=== WORK ITEM ===
Determine the number of lines in these entries that hold the word "blobs". Give the number and nothing more.

Dataset entries:
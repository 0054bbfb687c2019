//! The application state container: one reducer-driven snapshot, persisted slice by slice.

use std::path::PathBuf;
use std::sync::atomic::{AtomicBool, Ordering};
use std::sync::Arc;
use std::thread::{self, ScopedJoinHandle};
use std::time::Instant;

use anyhow::{Context, Result};
use parking_lot::Mutex;
use serde_json::Value;

use crate::backup::{self, BackupDocument, BackupPolicy};
use crate::config::AppConfig;
use crate::migrations::{self, upgrade_focus_areas, MigrationContext, MigrationError};
use crate::model::{Category, ContentItem, FocusArea, Season, ThemeMode, UserData, UserSettings};
use crate::storage::keys::DEFAULT_KEY_PREFIX;
use crate::storage::{
    EntityKey, KeySpace, KeyValueStore, OnboardingProgress, PersistentStore, Records, Versioned,
};

pub mod actions;
pub mod reducer;
pub mod state;

pub use actions::Action;
pub use reducer::reduce;
pub use state::{
    AppState, DisplayMode, LoadedData, StateDefaults, ViewMode, ViewSelection, ViewState,
};

#[derive(Debug, Clone)]
pub struct StoreOptions {
    pub key_prefix: String,
    pub defaults: StateDefaults,
    /// Focus-area schema version boot migrates to.
    pub focus_target_version: u32,
    pub backup: BackupPolicy,
    pub backup_on_exit: bool,
}

impl Default for StoreOptions {
    fn default() -> Self {
        Self {
            key_prefix: DEFAULT_KEY_PREFIX.to_owned(),
            defaults: StateDefaults::default(),
            focus_target_version: migrations::RANK_PRIORITY_VERSION,
            backup: BackupPolicy {
                dir: PathBuf::from("backups"),
                max_backups: 10,
            },
            backup_on_exit: false,
        }
    }
}

impl StoreOptions {
    pub fn from_config(config: &AppConfig) -> Self {
        Self {
            key_prefix: config.storage.key_prefix.clone(),
            defaults: config.state_defaults(),
            focus_target_version: config.migrations.focus_target_version(),
            backup: BackupPolicy::from_options(&config.storage),
            backup_on_exit: config.storage.backup_on_exit,
        }
    }
}

/// What the most recent load found and repaired.
#[derive(Debug, Clone, Default, PartialEq, Eq)]
pub struct BootReport {
    pub focus_version: u32,
    pub migrations_applied: Vec<&'static str>,
    /// Focus areas that did not decode; kept in storage as they were.
    pub dropped_focus_areas: usize,
    /// Content items, seasons and categories that did not decode; kept in storage.
    pub unreadable_records: usize,
    pub seeded_categories: bool,
}

struct RawSnapshot {
    birth_date: Option<String>,
    user: Option<UserData>,
    content_items: Option<Records<ContentItem>>,
    seasons: Option<Records<Season>>,
    focus_areas: Option<Versioned<Vec<Value>>>,
    categories: Option<Records<Category>>,
    user_settings: Option<UserSettings>,
    theme: Option<ThemeMode>,
}

pub struct Store {
    persistent: PersistentStore,
    options: StoreOptions,
    state: Mutex<Arc<AppState>>,
    boot: Mutex<BootReport>,
    mutated: AtomicBool,
}

impl Store {
    /// Opens the container over `backend`, loads every entity, runs focus-area
    /// migrations and leaves the state ready.
    pub fn init(backend: Arc<dyn KeyValueStore>, options: StoreOptions) -> Result<Self> {
        let latest = migrations::latest_version();
        if options.focus_target_version > latest {
            return Err(MigrationError::UnsupportedTarget {
                target: options.focus_target_version,
                latest,
            }
            .into());
        }
        let persistent = PersistentStore::new(
            backend,
            KeySpace::new(options.key_prefix.clone()),
            options.focus_target_version,
        )?;
        let store = Self {
            persistent,
            state: Mutex::new(Arc::new(AppState::loading(&options.defaults))),
            options,
            boot: Mutex::new(BootReport::default()),
            mutated: AtomicBool::new(false),
        };
        store.load()?;
        Ok(store)
    }

    pub fn state(&self) -> Arc<AppState> {
        Arc::clone(&self.state.lock())
    }

    pub fn options(&self) -> &StoreOptions {
        &self.options
    }

    pub fn persistent(&self) -> &PersistentStore {
        &self.persistent
    }

    pub fn boot_report(&self) -> BootReport {
        self.boot.lock().clone()
    }

    /// Reduces `action` against the current snapshot and queues a write for
    /// every persisted slice that changed. An action that changes nothing
    /// returns the previous snapshot itself.
    pub fn dispatch(&self, action: Action) -> Arc<AppState> {
        let mut current = self.state.lock();
        let prev = Arc::clone(&current);
        let name = action.name();
        let view_only = action.is_view_only();

        let next = reduce(&prev, action);
        if next == *prev {
            tracing::debug!(action = name, "dispatch left state unchanged");
            return prev;
        }
        tracing::debug!(action = name, "dispatched");

        let next = Arc::new(next);
        *current = Arc::clone(&next);
        if !view_only && prev.is_ready() && next.is_ready() {
            self.persist_changes(&prev, &next);
        }
        next
    }

    pub fn dispatch_json(&self, raw: &str) -> Result<Arc<AppState>> {
        let action = Action::parse(raw).context("parsing action json")?;
        Ok(self.dispatch(action))
    }

    pub fn onboarding_progress(&self) -> Option<OnboardingProgress> {
        self.persistent.get_onboarding_progress()
    }

    pub fn save_onboarding_progress(&self, progress: OnboardingProgress) {
        self.persistent.save_onboarding_progress(progress);
        self.mutated.store(true, Ordering::Relaxed);
    }

    /// Forgets onboarding progress and the birth date, then reloads from storage.
    pub fn reset_onboarding(&self) -> Result<()> {
        tracing::info!("resetting onboarding");
        self.persistent.clear_onboarding_progress();
        self.persistent.save_birth_date(None);
        self.persistent.flush();
        self.mutated.store(true, Ordering::Relaxed);
        self.load()
    }

    /// Replaces every owned key with the contents of a backup and reloads.
    pub fn restore(&self, document: BackupDocument) -> Result<usize> {
        let blobs = document.into_blobs()?;
        let cleared = self.persistent.clear().context("clearing before restore")?;
        let mut restored = 0;
        for (key, value) in blobs {
            if self.persistent.keys().owns(&key) {
                self.persistent.put_raw(key, value);
                restored += 1;
            } else {
                tracing::warn!(key = %key, "backup entry outside this key space; skipped");
            }
        }
        self.persistent.flush();
        self.mutated.store(true, Ordering::Relaxed);
        tracing::info!(cleared, restored, "restored backup");
        self.load()?;
        Ok(restored)
    }

    pub fn write_backup(&self) -> Result<PathBuf> {
        self.persistent.flush();
        let blobs = self.persistent.dump()?;
        let document = BackupDocument::from_blobs(self.persistent.keys().prefix(), blobs);
        backup::write_backup(&self.options.backup, &document)
    }

    /// Blocks until every queued write has landed.
    pub fn flush(&self) {
        self.persistent.flush();
    }

    /// Drains the writer and, when configured and something was written this
    /// session, leaves a backup behind. Returns the backup path if one was written.
    pub fn shutdown(&self) -> Result<Option<PathBuf>> {
        self.persistent.flush();
        let backup = if self.options.backup_on_exit && self.mutated.load(Ordering::Relaxed) {
            self.write_backup().map(Some)
        } else {
            Ok(None)
        };
        self.persistent.shutdown();
        let stats = self.persistent.writer_stats();
        tracing::info!(
            written = stats.written,
            coalesced = stats.coalesced,
            failed = stats.failed,
            "store shut down"
        );
        backup
    }

    fn load(&self) -> Result<()> {
        let started = Instant::now();
        *self.state.lock() = Arc::new(AppState::loading(&self.options.defaults));
        self.persistent.forget_rejected();

        let raw = self.read_all();
        let target = self.options.focus_target_version;
        self.persistent.set_focus_schema_version(target);
        let mut report = BootReport::default();

        let focus_areas = match raw.focus_areas {
            Some(Versioned { version, data }) => {
                let upgrade = upgrade_focus_areas(data, version, target, &MigrationContext::now())?;
                self.persistent.set_focus_schema_version(upgrade.version);
                let upgrade_changed = upgrade.changed();
                let areas = self.retain(
                    EntityKey::FocusAreas,
                    Records::<FocusArea>::decode(upgrade.areas, EntityKey::FocusAreas.name()),
                );
                if upgrade_changed || version < upgrade.version {
                    tracing::debug!(from = version, to = upgrade.version, "writing back focus areas");
                    self.persistent.save_focus_areas(&areas);
                    self.mutated.store(true, Ordering::Relaxed);
                }
                report.migrations_applied = upgrade.applied;
                report.dropped_focus_areas = self.persistent.rejected_count(EntityKey::FocusAreas);
                Some(areas)
            }
            None => None,
        };
        report.focus_version = self.persistent.focus_schema_version();

        let content_items = raw
            .content_items
            .map(|records| self.retain(EntityKey::ContentItems, records));
        let seasons = raw
            .seasons
            .map(|records| self.retain(EntityKey::Seasons, records));
        let stored_categories = raw
            .categories
            .map(|records| self.retain(EntityKey::Categories, records))
            .unwrap_or_default();
        report.unreadable_records = [
            EntityKey::ContentItems,
            EntityKey::Seasons,
            EntityKey::Categories,
        ]
        .into_iter()
        .map(|entity| self.persistent.rejected_count(entity))
        .sum();
        report.seeded_categories = stored_categories.is_empty();
        let categories = state::seeded_categories(stored_categories);
        if report.seeded_categories {
            tracing::info!(count = categories.len(), "seeding default categories");
            self.persistent.save_categories(&categories);
            self.mutated.store(true, Ordering::Relaxed);
        }

        let data = LoadedData {
            birth_date: raw.birth_date,
            user: raw.user,
            content_items,
            seasons,
            focus_areas,
            categories: Some(categories),
            user_settings: raw.user_settings,
            theme: raw.theme,
        };
        let state = self.dispatch(Action::InitializeApp(data));
        tracing::info!(
            elapsed_ms = u64::try_from(started.elapsed().as_millis()).unwrap_or(u64::MAX),
            items = state.content_items.len(),
            focus_areas = state.focus_areas.len(),
            focus_version = report.focus_version,
            "store ready"
        );
        *self.boot.lock() = report;
        Ok(())
    }

    /// One read per entity key, all in flight at once.
    fn read_all(&self) -> RawSnapshot {
        let store = &self.persistent;
        thread::scope(|scope| {
            let birth_date = scope.spawn(|| store.get_birth_date());
            let user = scope.spawn(|| store.get_user_data());
            let content_items = scope.spawn(|| store.read_records(EntityKey::ContentItems));
            let seasons = scope.spawn(|| store.read_records(EntityKey::Seasons));
            let focus_areas = scope.spawn(|| store.get_focus_areas_raw());
            let categories = scope.spawn(|| store.read_records(EntityKey::Categories));
            let user_settings = scope.spawn(|| store.get_user_settings());
            let theme = scope.spawn(|| store.get_theme());
            RawSnapshot {
                birth_date: joined(birth_date, EntityKey::UserBirthDate),
                user: joined(user, EntityKey::UserData),
                content_items: joined(content_items, EntityKey::ContentItems),
                seasons: joined(seasons, EntityKey::Seasons),
                focus_areas: joined(focus_areas, EntityKey::FocusAreas),
                categories: joined(categories, EntityKey::Categories),
                user_settings: joined(user_settings, EntityKey::UserSettings),
                theme: joined(theme, EntityKey::Theme),
            }
        })
    }

    /// Hands undecodable records to the persistent store and returns the rest.
    fn retain<T>(&self, entity: EntityKey, records: Records<T>) -> Vec<T> {
        self.persistent.retain_rejected(entity, records.rejected);
        records.items
    }

    fn persist_changes(&self, prev: &AppState, next: &AppState) {
        let store = &self.persistent;
        let mut wrote = false;
        if prev.birth_date != next.birth_date {
            store.save_birth_date(next.birth_date.as_deref());
            wrote = true;
        }
        if prev.user != next.user {
            store.save_user_data(&next.user);
            wrote = true;
        }
        if prev.content_items != next.content_items {
            store.save_content_items(&next.content_items);
            wrote = true;
        }
        if prev.seasons != next.seasons {
            store.save_seasons(&next.seasons);
            wrote = true;
        }
        if prev.focus_areas != next.focus_areas {
            store.save_focus_areas(&next.focus_areas);
            wrote = true;
        }
        if prev.categories != next.categories {
            store.save_categories(&next.categories);
            wrote = true;
        }
        if prev.settings != next.settings {
            store.save_user_settings(&next.settings);
            wrote = true;
        }
        if prev.theme != next.theme {
            store.save_theme(next.theme);
            wrote = true;
        }
        if wrote {
            self.mutated.store(true, Ordering::Relaxed);
        }
    }
}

=== SOLUTION FOR THIS PROBLEM ===
4